5. Le système à mi-temps prôné par le gouvernement pour l’année scolaire 2019/2020 est-il un atout ?

Roger Kaffo Fokou : Le système à double flux pour être plus précis est d’abord un pis-aller, pas un atout. Il permet, quand il est bien managé, de limiter les dégâts. Déjà il a pour conséquence la réduction du volume horaire journalier consacré aux apprentissages, de plus de deux heures. Il crée une saturation permanente de l’espace scolaire et rend plus difficile la mise en œuvre des activités post et péri-scolaires pourtant indispensables à l’épanouissement et à la formation complète des élèves. Il appauvrit donc l’éducation offerte et reçue. C’est pour cela qu’il ne doit être appliqué qu’exceptionnellement et accompagné de mesures complémentaires et correctives. Le télé enseignement envisagé va remplir ce rôle-là, à condition à notre avis d’être considéré comme un supplément et non un complement du déficit. Nous ne devons pas oublier que la pauvreté de nos infrastructures et équipements collectifs et individuels de communication et de réception de contenus digitaux ou numériques va créer ipso facto une inégalité devant le télé enseignement. Des larges zones du territoire n’ont pas de couverture électrique ni internet. Nous allons, encore une fois, au devant d’une expérimentation non pas à large échelle mais généralisée, ce qui est contraire au principe en la matière. Si le suivi-évaluation avec correction n’est pas suffisamment réactif au cours de l’année, on pourrait, encore une fois, se mordre les doigts en fin d’année.
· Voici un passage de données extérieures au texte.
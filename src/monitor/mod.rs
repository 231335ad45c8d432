//! Chat monitoring.
//!
//! This module provides:
//! - Duplicate suppression for recognised codes (`TriggerState`)
//! - A monitoring run and its per-tick pipeline (`MonitorSession`)
//! - The worker thread and Stopped/Running control (`MonitorController`)

pub mod gate;
pub mod runner;
pub mod session;

pub use runner::{MonitorController, MonitorState};
pub use session::MonitorBackends;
6. Comment redorer les résultats aux examens officiels ?

Roger Kaffo Fokou : C’est une tâche immense qui fait penser aux écuries d’Augias de la mythologie grecque. Il faut peut-être détourner un fleuve pour les nettoyer. Plus simplement, il faut redorer le blason de l’école. Les examens ne sont que des phases terminales d’étapes scolaires. Si les autres phases se passent mal, ils donnent de mauvais résultats. Si les acteurs soit ne sont pas à la hauteur, soit ne sont pas mis dans les conditions d’efficacité, il ne faut pas s’attendre au miracle. Qui veut la fin veut les moyens. Le gouvernement a donc un choix simple : mettre les ressources appropriées pour redonner à l’éducation ses lettres de noblesse, où accepter que celle-ci continue à se dégrader.